Restaurant Review: Ghostwriter Public House
If someone asked you for a culinary destination point, you’d probably point them in the direction of the Short North. Or German Village. Or perhaps to Polaris or Easton for suburban types. Johnstown, as whole, is under-the radar, and that puts Ghostwriter Public House under the radar too.
But a short trip up the road yields a treasure in Ghostwriter Public House. Ghostwriters, generally, construct stories for other people to use as their own, and the idea behind the name is that each meal is a story. You could probably wax philosophical about who plays the role of the secret writer (the chef?) and who tells the actual story (the food?). But at the end of the day, the architects of the experience are well-qualified: Chef Brett Fife was formerly found at Lindey’s in German Village.
The restaurant itself is a project from Dennis and Denise Blankemeyer, the founders of Crow Works, and you’ll see their design sensibilities at work with Ghostwriter’s sophisticated accent in a warm setting that somehow teams modernish sensibilities and sleek lines with a rustic-pub vibe. The result of all these elements is somehow a place that seems a little mysterious and eminently tasteful.
And tasty too, once you hit the menu.
Consider starting with an order of Tempura Cheese Curds ($9). The tempura batter wraps each curd in an impossibly light, impossibly crispy shell. Just straight-up, the curds meet the primal desire as a vehicle for melted cheese. But then, there are sauces to gild the lily: a light roasted apple vinaigrette or a heavy, heady black garlic ranch. They add an element of variety that makes it impossible to stop eating.

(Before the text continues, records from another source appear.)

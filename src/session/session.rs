//! Session state for one imported game video.
//!
//! Holds everything the main window shows apart from widgets themselves:
//! the chosen video, the match metadata, the description line, the import
//! button caption and the status bar text.

use std::path::{Path, PathBuf};

use chrono::NaiveDate;
use log::{info, warn};

use crate::core::metadata::GameMetadata;
use crate::core::video::{is_supported_video, VideoError, VideoSource};

pub const TITLE: &str = "This is AVA";
pub const INTRO_DESCRIPTION: &str = "AVA is game footage analysis tool for everybody.";
pub const LOCKED_DESCRIPTION: &str = "Move on with your life.";
pub const IMPORT_CAPTION: &str = "Choose Video";
pub const STATUS_READY: &str = "Ready";
pub const STATUS_ANALYSIS_STARTED: &str = "Analysis started";
pub const STATUS_ANALYSIS_COMPLETE: &str = "Analysis complete";

/// Error type for session operations
#[derive(Debug, Clone, PartialEq, Eq, thiserror::Error)]
pub enum SessionError {
    #[error("No file selected")]
    NoFileSelected,
    #[error("No video imported")]
    NoVideo,
    #[error(transparent)]
    Video(#[from] VideoError),
}

/// Result of an import attempt that did not fail
#[derive(Debug, Clone, Copy, PartialEq, Eq)]
pub enum ImportOutcome {
    /// The video was stored and the metadata form is shown
    Imported,
    /// A video was already imported; the request was ignored
    Locked,
}

#[derive(Debug, Clone)]
pub struct AnalysisSession {
    video: Option<VideoSource>,
    metadata: GameMetadata,
    metadata_form_visible: bool,
    description: String,
    import_caption: String,
    status: String,
}

impl AnalysisSession {
    /// Create a session whose game date defaults to `today`
    pub fn new(today: NaiveDate) -> Self {
        Self {
            video: None,
            metadata: GameMetadata::new(today),
            metadata_form_visible: false,
            description: INTRO_DESCRIPTION.to_string(),
            import_caption: IMPORT_CAPTION.to_string(),
            status: STATUS_READY.to_string(),
        }
    }

    /// True once a video is imported; later imports are refused
    pub fn is_import_locked(&self) -> bool {
        self.metadata_form_visible
    }

    /// Refuse an import request if locked, telling the user so
    pub fn refuse_if_locked(&mut self) -> Option<ImportOutcome> {
        if !self.is_import_locked() {
            return None;
        }
        self.description = LOCKED_DESCRIPTION.to_string();
        Some(ImportOutcome::Locked)
    }

    /// Import a video by path.
    /// Once the metadata form is shown, further imports are refused.
    pub fn import_video(&mut self, path: &Path) -> Result<ImportOutcome, SessionError> {
        if let Some(outcome) = self.refuse_if_locked() {
            return Ok(outcome);
        }
        if path.as_os_str().is_empty() {
            return Err(SessionError::NoFileSelected);
        }

        let source = VideoSource::new(path)?;
        info!("Video imported: {}", source.path().display());

        self.import_caption = format!("Video chosen: {}", source.path().display());
        self.status = format!("Video loaded: {}", source.display_name());
        self.video = Some(source);
        self.metadata_form_visible = true;

        Ok(ImportOutcome::Imported)
    }

    /// Import the result of a file chooser; `None` means the user cancelled
    pub fn import_chosen(&mut self, choice: Option<PathBuf>) -> Result<ImportOutcome, SessionError> {
        if let Some(outcome) = self.refuse_if_locked() {
            return Ok(outcome);
        }
        match choice {
            Some(path) => self.import_video(&path),
            None => Err(SessionError::NoFileSelected),
        }
    }

    /// True if any of the hovered paths could be dropped
    pub fn accepts_drop<P: AsRef<Path>>(&self, paths: &[P]) -> bool {
        !self.is_import_locked() && paths.iter().any(|path| is_supported_video(path.as_ref()))
    }

    /// Import the first supported file among dropped paths
    pub fn drop_files(&mut self, paths: &[PathBuf]) -> Result<ImportOutcome, SessionError> {
        if let Some(outcome) = self.refuse_if_locked() {
            return Ok(outcome);
        }
        let Some(first) = paths.first() else {
            return Err(SessionError::NoFileSelected);
        };
        match paths.iter().find(|path| is_supported_video(path)) {
            Some(path) => self.import_video(path),
            None => Err(VideoSource::new(first.clone())
                .err()
                .map_or(SessionError::NoFileSelected, SessionError::from)),
        }
    }

    pub fn set_home_team(&mut self, name: &str) {
        self.metadata.home_team = name.to_string();
        self.refresh_description();
    }

    pub fn set_away_team(&mut self, name: &str) {
        self.metadata.away_team = name.to_string();
        self.refresh_description();
    }

    pub fn set_game_date(&mut self, date: NaiveDate) {
        self.metadata.date = date;
        self.refresh_description();
    }

    /// Confirm the metadata. The caller starts the confetti on success.
    pub fn begin_analysis(&mut self) -> Result<&str, SessionError> {
        if self.video.is_none() {
            return Err(SessionError::NoVideo);
        }
        self.refresh_description();
        self.status = STATUS_ANALYSIS_STARTED.to_string();
        info!("Analysis started: {}", self.description);
        Ok(&self.description)
    }

    /// Called once the confetti run has finished
    pub fn finish_analysis(&mut self) {
        self.status = STATUS_ANALYSIS_COMPLETE.to_string();
    }

    /// Show an error in the status bar
    pub fn report_error(&mut self, error: &SessionError) {
        warn!("{}", error);
        self.status = error.to_string();
    }

    pub fn set_status(&mut self, status: impl Into<String>) {
        self.status = status.into();
    }

    fn refresh_description(&mut self) {
        self.description = self.metadata.describe();
    }

    pub fn video(&self) -> Option<&VideoSource> {
        self.video.as_ref()
    }

    pub fn metadata(&self) -> &GameMetadata {
        &self.metadata
    }

    pub fn is_metadata_form_visible(&self) -> bool {
        self.metadata_form_visible
    }

    pub fn description(&self) -> &str {
        &self.description
    }

    pub fn import_caption(&self) -> &str {
        &self.import_caption
    }

    pub fn status(&self) -> &str {
        &self.status
    }
}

Devils on Horseback ($10) also makes an appearance at Ghostwriter. It’s the house take on a classic, teaming rich goat cheese loaded into a sugary-sweet date wrapped in bacon. Here, the bacon is rubbed in coffee that brings an appreciated complexity to a familiar dish. At some point in the restaurant’s website, it mentions that attention to detail is what makes a good story. Something like the depth that the coffee gives the bacon is one of those sorts of details.
For bigger appetites, there is classic pub food, case in point: The SmashBurger ($15). Built on a double patty, the SmashBurger is hardly smashed. No complaints about that. It’s tall and almost perky instead, with a bun bejeweled in dark-roasted sesame seeds. Inside is a careful mix starring dewy-soft caramelized onions and an aged cheddar ale fondue.
There are also more formal options, such as a likable pork chop, achingly tender and teamed with butternut squash, pickled shallots, pumpkin seeds and mole negro, akin to an unsweet chocolate sauce that was almost popular a couple decades ago. Mole never got as big as it deserved to be, but the kitchen’s version is a show-stealer: thick and incredibly dark with a robust deepness that harmonizes nicely with the Pork ($24).
We could probably talk for a thousand years about the desserts. But one dessert in particular begs attention: a banana bread sundae. Having first experienced such a thing in Deep Ellum years ago, the prototypical banana bread sundae has occupied obsessive headspace ever since. Expertly executed at Ghostwriter, the Warm Banana Bread ($8) dessert is built on a firm banana bread with cocoa nibs, plus Jeni’s ice cream and drizzles of a luxe salty caramel sauce. It’s accented with some of those special Ghostwriter details, a toffee banana slice and brown butter powder. Sublime.
For young people, there’s a kids menu, and they can score all the burgers, nuggets and mac & cheese their little hearts desire. For the grownups, there’s a thoughtful collection of seasonal and classic cocktails along with pints and whatever else you need from a pub.
Ghostwriter Public House is open Tuesdays through Sundays at 5 p.m. at 49½ S. Main St. in Johnstown.